If a line in the entries contains the word "environment", list it.
RECORDS PROVIDED below:
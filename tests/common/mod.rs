use std::path::{Path, PathBuf};

#[allow(dead_code)]
pub const SAMPLE_DATASET: &str = r#"[
  {
    "url": "http://example.com/issue/1",
    "creator": "user1",
    "labels": ["bug"],
    "state": "open",
    "assignees": [],
    "title": "First issue",
    "number": 1,
    "created_date": "2021-01-01T12:00:00Z",
    "events": [
      { "event_type": "commented", "author": "user2", "event_date": "2021-01-02T08:00:00Z" },
      { "event_type": "labeled", "label": "bug", "event_date": "not-a-date" }
    ]
  },
  {
    "number": null,
    "state": "closed",
    "events": []
  }
]"#;

#[allow(dead_code)]
pub fn write_dataset(dir: &Path, content: &str) -> PathBuf {
  let path = dir.join("issues.json");
  std::fs::write(&path, content).unwrap();
  path
}

/// Drop a config.json into `dir` pointing ISSUES_DATA_PATH at `data_path`.
#[allow(dead_code)]
pub fn write_config(dir: &Path, data_path: &Path) {
  let config = serde_json::json!({ "ISSUES_DATA_PATH": data_path.to_string_lossy() });
  std::fs::write(dir.join("config.json"), config.to_string()).unwrap();
}
pub mod serde_json;
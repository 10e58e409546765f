// === Module Header (agents-tooling) START ===
// header: Parsed by scripts/check_module_headers.sh for purpose/role presence; keep keys on single-line entries.
// purpose: Reversible conversion between environment-variable strings and typed JSON values
// role: codec/typed-values
// inputs: Raw strings (possibly `json:`-tagged); serde_json::Value for encoding
// outputs: Optional serde_json::Value from decode; plain String from encode
// invariants:
// - decode is total for untagged input: any string that is not valid JSON comes back as Value::String
// - a `json:` tag is an explicit contract; garbage after the tag is a hard error, never a fallback
// - encode leaves strings untouched, so encode(decode(x)) may legitimately differ from x
// errors: Only tagged-decode failures propagate, with the offending raw value named
// tie_breakers: contracts > orchestration > correctness > performance > minimal_diffs
// === Module Header END ===

use anyhow::{Context, Result};
use serde_json::Value;

/// Prefix marking an environment value as intentionally-serialized JSON.
///
/// Without the tag, a plain string that merely looks like JSON (a bare numeral,
/// `true`, a quoted phrase) is promoted opportunistically on read; the tag lets
/// a writer insist on the structured reading.
pub const JSON_TAG: &str = "json:";

/// Decode a raw environment-variable string into a typed value.
///
/// Two-stage, by contract:
/// 1. `json:`-tagged input: the remainder MUST be valid JSON; failure propagates.
/// 2. Untagged input: try a structured parse; on failure the original string is
///    the result. This makes decode total for untagged input.
pub fn decode(raw: Option<&str>) -> Result<Option<Value>> {
  let Some(raw) = raw else {
    return Ok(None);
  };

  if let Some(tagged) = raw.strip_prefix(JSON_TAG) {
    let value: Value = serde_json::from_str(tagged)
      .with_context(|| format!("decoding `{}`-tagged value {:?}", JSON_TAG, raw))?;
    return Ok(Some(value));
  }

  match serde_json::from_str::<Value>(raw) {
    Ok(value) => Ok(Some(value)),
    Err(_) => Ok(Some(Value::String(raw.to_string()))),
  }
}

/// Encode a typed value into an environment-variable string.
///
/// Strings pass through unchanged (no quoting, no escaping). Anything else is
/// JSON-serialized behind [`JSON_TAG`] so a later [`decode`] can tell an
/// intentional structure from a string that happens to parse as JSON.
pub fn encode(value: &Value) -> String {
  match value {
    Value::String(s) => s.clone(),
    other => format!("{}{}", JSON_TAG, other),
  }
}
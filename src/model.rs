// === Module Header (agents-tooling) START ===
// header: Parsed by scripts/check_module_headers.sh for purpose/role presence; keep keys on single-line entries.
// purpose: Typed issue/event entities built leniently from raw exported JSON records
// role: model/types
// outputs: State enum, Event and Issue structs with parse constructors, ModelError kinds
// invariants:
// - state is a closed set; anything outside {open, closed} (or a missing state) fails the whole record
// - dates are either parsed timestamps or None, never raw strings
// - number is always an integer after parse; null/absent becomes the -1 sentinel
// - event order is source order; chronology is not re-validated here
// errors: ModelError{MissingState, UnknownState, InvalidNumber}; everything else recovers locally
// tie_breakers: contracts > orchestration > correctness > performance > minimal_diffs
// === Module Header END ===

use chrono::{DateTime, Utc};
use serde::Serialize;
use serde_json::Value;
use thiserror::Error;

use crate::ext::serde_json::JsonFetch;
use crate::util::parse_timestamp_lenient;

/// Fatal construction failures. Anything softer (bad dates, missing optional
/// fields) is absorbed into `None` during parse and never reaches callers.
#[derive(Debug, Error, PartialEq, Eq)]
pub enum ModelError {
  #[error("issue record has no state key")]
  MissingState,
  #[error("unknown issue state key: {0:?}")]
  UnknownState(String),
  #[error("issue number is not an integer: {0:?}")]
  InvalidNumber(String),
}

/// Issue lifecycle state. Closed set; no runtime extensibility.
#[derive(Debug, Clone, Copy, PartialEq, Eq, Serialize)]
#[serde(rename_all = "lowercase")]
pub enum State {
  Open,
  Closed,
}

impl State {
  /// Look up a raw state string in the enumeration.
  pub fn parse(raw: &str) -> Result<State, ModelError> {
    match raw {
      "open" => Ok(State::Open),
      "closed" => Ok(State::Closed),
      other => Err(ModelError::UnknownState(other.to_string())),
    }
  }

  pub fn as_str(&self) -> &'static str {
    match self {
      State::Open => "open",
      State::Closed => "closed",
    }
  }
}

/// One entry in an issue's event timeline.
#[derive(Debug, Clone, Serialize, PartialEq, Eq)]
pub struct Event {
  #[serde(skip_serializing_if = "Option::is_none")]
  pub event_type: Option<String>,
  #[serde(skip_serializing_if = "Option::is_none")]
  pub author: Option<String>,
  #[serde(skip_serializing_if = "Option::is_none")]
  pub event_date: Option<DateTime<Utc>>,
  #[serde(skip_serializing_if = "Option::is_none")]
  pub label: Option<String>,
  #[serde(skip_serializing_if = "Option::is_none")]
  pub comment: Option<String>,
}

impl Event {
  /// Build an event from a raw record. Total: every field is optional and a
  /// malformed `event_date` degrades to `None` rather than aborting the
  /// surrounding issue parse.
  pub fn parse(raw: &Value) -> Event {
    Event {
      event_type: raw.fetch("event_type").to::<String>(),
      author: raw.fetch("author").to::<String>(),
      event_date: raw.fetch("event_date").to::<String>().and_then(|s| parse_timestamp_lenient(&s)),
      label: raw.fetch("label").to::<String>(),
      comment: raw.fetch("comment").to::<String>(),
    }
  }
}

/// A fully-typed issue record, owning its event timeline.
#[derive(Debug, Clone, Serialize, PartialEq, Eq)]
pub struct Issue {
  #[serde(skip_serializing_if = "Option::is_none")]
  pub url: Option<String>,
  #[serde(skip_serializing_if = "Option::is_none")]
  pub creator: Option<String>,
  pub labels: Vec<String>,
  pub state: State,
  pub assignees: Vec<String>,
  #[serde(skip_serializing_if = "Option::is_none")]
  pub title: Option<String>,
  #[serde(skip_serializing_if = "Option::is_none")]
  pub text: Option<String>,
  pub number: i64,
  #[serde(skip_serializing_if = "Option::is_none")]
  pub created_date: Option<DateTime<Utc>>,
  #[serde(skip_serializing_if = "Option::is_none")]
  pub updated_date: Option<DateTime<Utc>>,
  #[serde(skip_serializing_if = "Option::is_none")]
  pub timeline_url: Option<String>,
  pub events: Vec<Event>,
}

impl Issue {
  /// Build an issue from one raw record of the dataset array.
  ///
  /// `state` is the only hard gate: a missing or out-of-set value fails the
  /// record. `number` coerces numeric strings and substitutes -1 for
  /// null/absent. Everything else follows the lenient Event policy.
  pub fn parse(raw: &Value) -> Result<Issue, ModelError> {
    let state = match raw.fetch("state").to::<String>() {
      Some(s) => State::parse(&s)?,
      None => return Err(ModelError::MissingState),
    };

    let events = match raw.fetch("events").raw().and_then(Value::as_array) {
      Some(entries) => entries.iter().map(Event::parse).collect(),
      None => Vec::new(),
    };

    Ok(Issue {
      url: raw.fetch("url").to::<String>(),
      creator: raw.fetch("creator").to::<String>(),
      labels: raw.fetch("labels").to_or_default::<Vec<String>>(),
      state,
      assignees: raw.fetch("assignees").to_or_default::<Vec<String>>(),
      title: raw.fetch("title").to::<String>(),
      text: raw.fetch("text").to::<String>(),
      number: parse_number(raw)?,
      created_date: raw.fetch("created_date").to::<String>().and_then(|s| parse_timestamp_lenient(&s)),
      updated_date: raw.fetch("updated_date").to::<String>().and_then(|s| parse_timestamp_lenient(&s)),
      timeline_url: raw.fetch("timeline_url").to::<String>(),
      events,
    })
  }
}

/// Coerce the raw `number` field to an integer, with -1 standing in for an
/// explicitly-null or absent value.
fn parse_number(raw: &Value) -> Result<i64, ModelError> {
  let field = raw.fetch("number");

  if field.is_null_or_missing() {
    return Ok(-1);
  }

  match field.raw() {
    Some(Value::Number(n)) => n.as_i64().ok_or_else(|| ModelError::InvalidNumber(n.to_string())),
    Some(Value::String(s)) => s.trim().parse::<i64>().map_err(|_| ModelError::InvalidNumber(s.clone())),
    Some(other) => Err(ModelError::InvalidNumber(other.to_string())),
    None => Ok(-1),
  }
}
End of RECORDS PROVIDED.
**ANSWER FOR THE TASK:**
// purpose: Reversible conversion between environment-variable strings and typed JSON values
/// Prefix marking an environment value as intentionally-serialized JSON.
/// Decode a raw environment-variable string into a typed value.
/// Encode a typed value into an environment-variable string.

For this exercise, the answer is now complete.